((

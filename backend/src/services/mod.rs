//! HTTP surface of the server. Every resource lives in its own module exposing
//! a `configure_routes()` scope; [`configure`] wires them into an `App`
//! together with the shared datastore and the JSON error handlers.

pub mod export;
pub mod purchases;
pub mod references;
pub mod rows;
pub mod tables;

use actix_web::web;
use common::model::reference::ReferenceKind;

use crate::db::DbState;
use crate::error::{json_error_handler, query_error_handler};

pub fn configure(cfg: &mut web::ServiceConfig, db: DbState, json_limit: usize) {
    cfg.app_data(web::Data::new(db))
        .app_data(
            web::JsonConfig::default()
                .limit(json_limit)
                .error_handler(json_error_handler),
        )
        .app_data(web::QueryConfig::default().error_handler(query_error_handler))
        .service(tables::configure_routes())
        .service(rows::configure_routes())
        .service(purchases::configure_routes())
        .service(export::configure_routes());
    for kind in ReferenceKind::ALL {
        cfg.service(references::configure_routes(kind));
    }
}
use std::fmt;

use serde::{Deserialize, Deserializer, Serialize};

use super::row::Row;

/// Identity of a plan table.
///
/// On the wire this is the table's `id` field: a number for tables the server
/// knows about, a string token for tables that only exist in the editor.
#[derive(Debug, Clone, PartialEq, Eq, Hash, Serialize, Deserialize)]
#[serde(untagged)]
pub enum TableKey {
    Persisted(i64),
    Pending(String),
}

impl Default for TableKey {
    fn default() -> Self {
        TableKey::Pending(String::new())
    }
}

impl TableKey {
    pub fn persisted_id(&self) -> Option<i64> {
        match self {
            TableKey::Persisted(id) => Some(*id),
            TableKey::Pending(_) => None,
        }
    }
}

impl fmt::Display for TableKey {
    fn fmt(&self, f: &mut fmt::Formatter<'_>) -> fmt::Result {
        match self {
            TableKey::Persisted(id) => write!(f, "#{}", id),
            TableKey::Pending(token) => write!(f, "unsaved table '{}'", token),
        }
    }
}

fn key_or_pending<'de, D>(deserializer: D) -> Result<TableKey, D::Error>
where
    D: Deserializer<'de>,
{
    Ok(Option::<TableKey>::deserialize(deserializer)?.unwrap_or_default())
}

/// A dated sales plan and its rows.
#[derive(Debug, Clone, Default, PartialEq, Serialize, Deserialize)]
pub struct PlanTable {
    #[serde(default, deserialize_with = "key_or_pending")]
    pub id: TableKey,
    /// ISO `YYYY-MM-DD`; unique across tables.
    #[serde(default)]
    pub date: String,
    #[serde(default)]
    pub rows: Vec<Row>,
}

impl PlanTable {
    pub fn persisted_id(&self) -> Option<i64> {
        self.id.persisted_id()
    }
}

#[cfg(test)]
mod tests {
    use super::*;

    #[test]
    fn numeric_id_is_persisted_and_string_id_is_pending() {
        let saved: PlanTable = serde_json::from_str(r#"{"id":7,"date":"2024-01-01"}"#).unwrap();
        assert_eq!(saved.id, TableKey::Persisted(7));
        assert!(saved.rows.is_empty());

        let draft: PlanTable =
            serde_json::from_str(r#"{"id":"tmp-3","date":"2024-01-02","rows":[]}"#).unwrap();
        assert_eq!(draft.id, TableKey::Pending("tmp-3".into()));
    }

    #[test]
    fn missing_or_null_id_is_pending() {
        let absent: PlanTable = serde_json::from_str(r#"{"date":"2024-01-01"}"#).unwrap();
        let null: PlanTable = serde_json::from_str(r#"{"id":null,"date":"2024-01-01"}"#).unwrap();
        assert_eq!(absent.id, TableKey::default());
        assert_eq!(null.id, TableKey::default());
    }

    #[test]
    fn keys_serialize_as_bare_values() {
        assert_eq!(serde_json::to_string(&TableKey::Persisted(4)).unwrap(), "4");
        assert_eq!(
            serde_json::to_string(&TableKey::Pending("tmp-1".into())).unwrap(),
            "\"tmp-1\""
        );
    }
}
//! Update function for the plan editor.
//!
//! Edits go through the [`PlanStore`](common::store::PlanStore) and then
//! [`schedule_save`], so a burst of keystrokes becomes a single batch save of
//! the latest snapshot. Deleting a saved table or row is sent to the server
//! first and applied locally only once it succeeded.

use std::time::Duration;

use gloo_console as console;
use gloo_timers::callback::Timeout;
use yew::platform::spawn_local;
use yew::prelude::*;

use common::date;
use common::model::row::Row;
use common::model::table::TableKey;
use common::requests::{export_file_name, ExportRequest};
use common::responses::SavedTable;

use crate::tops_sheet::yw_material_top_sheet::{close_top_sheet, open_top_sheet};

use crate::api;
use super::helpers::{alert, confirm, download_workbook, now};
use super::messages::{FilterField, Msg};
use super::state::{LoadState, PlanEditor};

pub fn update(editor: &mut PlanEditor, ctx: &Context<PlanEditor>, msg: Msg) -> bool {
    match msg {
        Msg::Load => {
            editor.load = LoadState::Loading;
            let link = ctx.link().clone();
            spawn_local(async move {
                link.send_message(Msg::Loaded(api::load_workspace().await));
            });
            true
        }
        Msg::Loaded(Ok(workspace)) => {
            editor.store.replace(workspace.tables);
            editor.references = workspace.references;
            editor.ui.clear();
            editor.load = LoadState::Ready;
            console::log!(format!("Loaded {} plan tables", editor.store.tables().len()));
            true
        }
        Msg::Loaded(Err(error)) => {
            console::error!(error.message());
            editor.load = LoadState::Failed(error);
            true
        }
        Msg::ReloadReferences => {
            let link = ctx.link().clone();
            spawn_local(async move {
                link.send_message(Msg::ReferencesLoaded(api::load_references().await));
            });
            false
        }
        Msg::ReferencesLoaded(Ok(references)) => {
            editor.references = references;
            true
        }
        Msg::ReferencesLoaded(Err(error)) => {
            alert(&format!("Could not reload the reference lists: {}", error));
            false
        }

        Msg::OpenNewTable => {
            editor.new_table_date.clear();
            open_top_sheet(editor.new_table_ref.clone());
            true
        }
        Msg::SetNewTableDate(date) => {
            editor.new_table_date = date;
            true
        }
        Msg::CloseNewTable => {
            close_top_sheet(editor.new_table_ref.clone());
            false
        }
        Msg::CreateTable => match editor.store.add_pending_table(&editor.new_table_date) {
            Ok((key, _)) => {
                console::log!(format!("Created {}", key));
                close_top_sheet(editor.new_table_ref.clone());
                editor.queue.schedule_now(now());
                arm_save_timer(editor, ctx, Duration::ZERO);
                true
            }
            Err(error) => {
                alert(&error.to_string());
                false
            }
        },
        Msg::SetTableDate(key, date) => {
            match editor.store.set_date(&key, &date) {
                Ok(_) => schedule_save(editor, ctx),
                Err(error) => alert(&error.to_string()),
            }
            true
        }
        Msg::DeleteTable(key) => {
            let Some(table) = editor.store.table(&key) else {
                return false;
            };
            let question = format!(
                "Delete the plan for {} and all of its rows?",
                date::display(&table.date)
            );
            if !confirm(&question) {
                return false;
            }
            match key.persisted_id() {
                Some(id) => {
                    let link = ctx.link().clone();
                    spawn_local(async move {
                        let result = api::delete_table(id).await;
                        link.send_message(Msg::TableDeleted(key, result));
                    });
                    false
                }
                None => {
                    forget_table(editor, &key);
                    true
                }
            }
        }
        Msg::TableDeleted(key, Ok(())) => {
            forget_table(editor, &key);
            true
        }
        Msg::TableDeleted(_, Err(error)) => {
            alert(&format!("The table could not be deleted: {}", error));
            false
        }

        Msg::AddRow(key) => {
            match editor.store.push_row(&key, Row::blank()) {
                Ok(_) => schedule_save(editor, ctx),
                Err(error) => alert(&error.to_string()),
            }
            true
        }
        Msg::DeleteRow(key, index) => {
            let row_id = editor
                .store
                .table(&key)
                .and_then(|table| table.rows.get(index))
                .and_then(|row| row.id);
            let (Some(table_id), Some(row_id)) = (key.persisted_id(), row_id) else {
                alert("This row is still being saved. Try again in a moment.");
                return false;
            };
            if !confirm("Delete this row?") {
                return false;
            }
            let link = ctx.link().clone();
            spawn_local(async move {
                let result = api::delete_table_row(table_id, row_id).await;
                link.send_message(Msg::RowDeleted(key, row_id, result));
            });
            false
        }
        Msg::RowDeleted(key, row_id, Ok(())) => {
            let position = editor
                .store
                .table(&key)
                .and_then(|table| table.rows.iter().position(|row| row.id == Some(row_id)));
            if let Some(index) = position {
                if let Err(error) = editor.store.remove_row(&key, index) {
                    console::warn!(error.to_string());
                }
            }
            true
        }
        Msg::RowDeleted(_, _, Err(error)) => {
            alert(&format!("The row could not be deleted: {}", error));
            false
        }
        Msg::EditRow(key, index, edit) => {
            match editor.store.edit_row(&key, index, edit) {
                Ok(_) => schedule_save(editor, ctx),
                Err(error) => console::warn!(error.to_string()),
            }
            true
        }
        Msg::SetBuyer(key, index, buyer) => {
            let result = editor
                .store
                .set_buyer(&key, index, &buyer, &editor.references.purchases);
            match result {
                Ok(_) => schedule_save(editor, ctx),
                Err(error) => console::warn!(error.to_string()),
            }
            true
        }

        Msg::SetFilter(key, field, value) => {
            let filter = &mut editor.ui.entry(key).or_default().filter;
            match field {
                FilterField::Forest => filter.forest = value,
                FilterField::Buyer => filter.buyer = value,
                FilterField::Species => filter.species = value,
            }
            true
        }
        Msg::ToggleSort(key, field) => {
            editor.ui.entry(key).or_default().sort.toggle(field);
            true
        }

        Msg::Export(key) => {
            let Some(table) = editor.store.table(&key).cloned() else {
                return false;
            };
            let view = editor.view_of(&table);
            let file_name = export_file_name(&table.date);
            let request = ExportRequest {
                table_data: Some(table),
                filtered_and_sorted_rows: Some(view.rows),
                total_volume: Some(view.total_volume),
                total_amount: Some(view.total_amount),
            };
            editor.exporting = Some(key);
            let link = ctx.link().clone();
            spawn_local(async move {
                let result = match api::export(&request).await {
                    Ok(bytes) => download_workbook(&bytes, &file_name),
                    Err(error) => Err(error),
                };
                link.send_message(Msg::Exported(result));
            });
            true
        }
        Msg::Exported(result) => {
            editor.exporting = None;
            if let Err(error) = result {
                alert(&format!("The export failed: {}", error));
            }
            true
        }

        Msg::SaveDue => {
            flush(editor, ctx);
            false
        }
        Msg::Saved(result) => {
            match result {
                Ok(report) => adopt_saved(editor, &report.tables),
                Err(failure) => {
                    // Tables written before the failure still take their ids.
                    adopt_saved(editor, &failure.saved);
                    console::error!(format!("save failed: {}", failure.message));
                    alert(&format!("Your changes could not be saved: {}", failure.message));
                }
            }
            if let Some(delay) = editor.queue.finish(now()) {
                arm_save_timer(editor, ctx, delay);
            }
            true
        }
    }
}

/// Records an edit and (re)arms the quiet-period timer.
fn schedule_save(editor: &mut PlanEditor, ctx: &Context<PlanEditor>) {
    let delay = editor.queue.schedule(now());
    arm_save_timer(editor, ctx, delay);
}

fn arm_save_timer(editor: &mut PlanEditor, ctx: &Context<PlanEditor>, delay: Duration) {
    let link = ctx.link().clone();
    let millis = u32::try_from(delay.as_millis()).unwrap_or(u32::MAX);
    editor.save_timer = Some(Timeout::new(millis, move || link.send_message(Msg::SaveDue)));
}

/// Sends the current snapshot if the queue hands out the write permit. While a
/// save is outstanding nothing happens here; its completion re-arms the timer.
fn flush(editor: &mut PlanEditor, ctx: &Context<PlanEditor>) {
    let now = now();
    if editor.queue.take_ready(now) {
        let tables = editor.store.snapshot().to_vec();
        let link = ctx.link().clone();
        spawn_local(async move {
            link.send_message(Msg::Saved(api::save_tables(tables).await));
        });
    } else if !editor.queue.is_in_flight() {
        if let Some(delay) = editor.queue.delay_until_due(now) {
            arm_save_timer(editor, ctx, delay);
        }
    }
}

/// Moves per-table view settings to the persisted keys, then writes the new
/// ids into the store.
fn adopt_saved(editor: &mut PlanEditor, tables: &[SavedTable]) {
    for saved in tables {
        if let TableKey::Pending(_) = saved.key {
            if let Some(ui) = editor.ui.remove(&saved.key) {
                editor.ui.insert(TableKey::Persisted(saved.id), ui);
            }
        }
    }
    editor.store.apply_saved(tables);
}

fn forget_table(editor: &mut PlanEditor, key: &TableKey) {
    if let Err(error) = editor.store.remove_table(key) {
        console::warn!(error.to_string());
    }
    editor.ui.remove(key);
}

))

## What to work on
In the material above, how many lines include the string "flush"? State the number alone.

## Written answer
2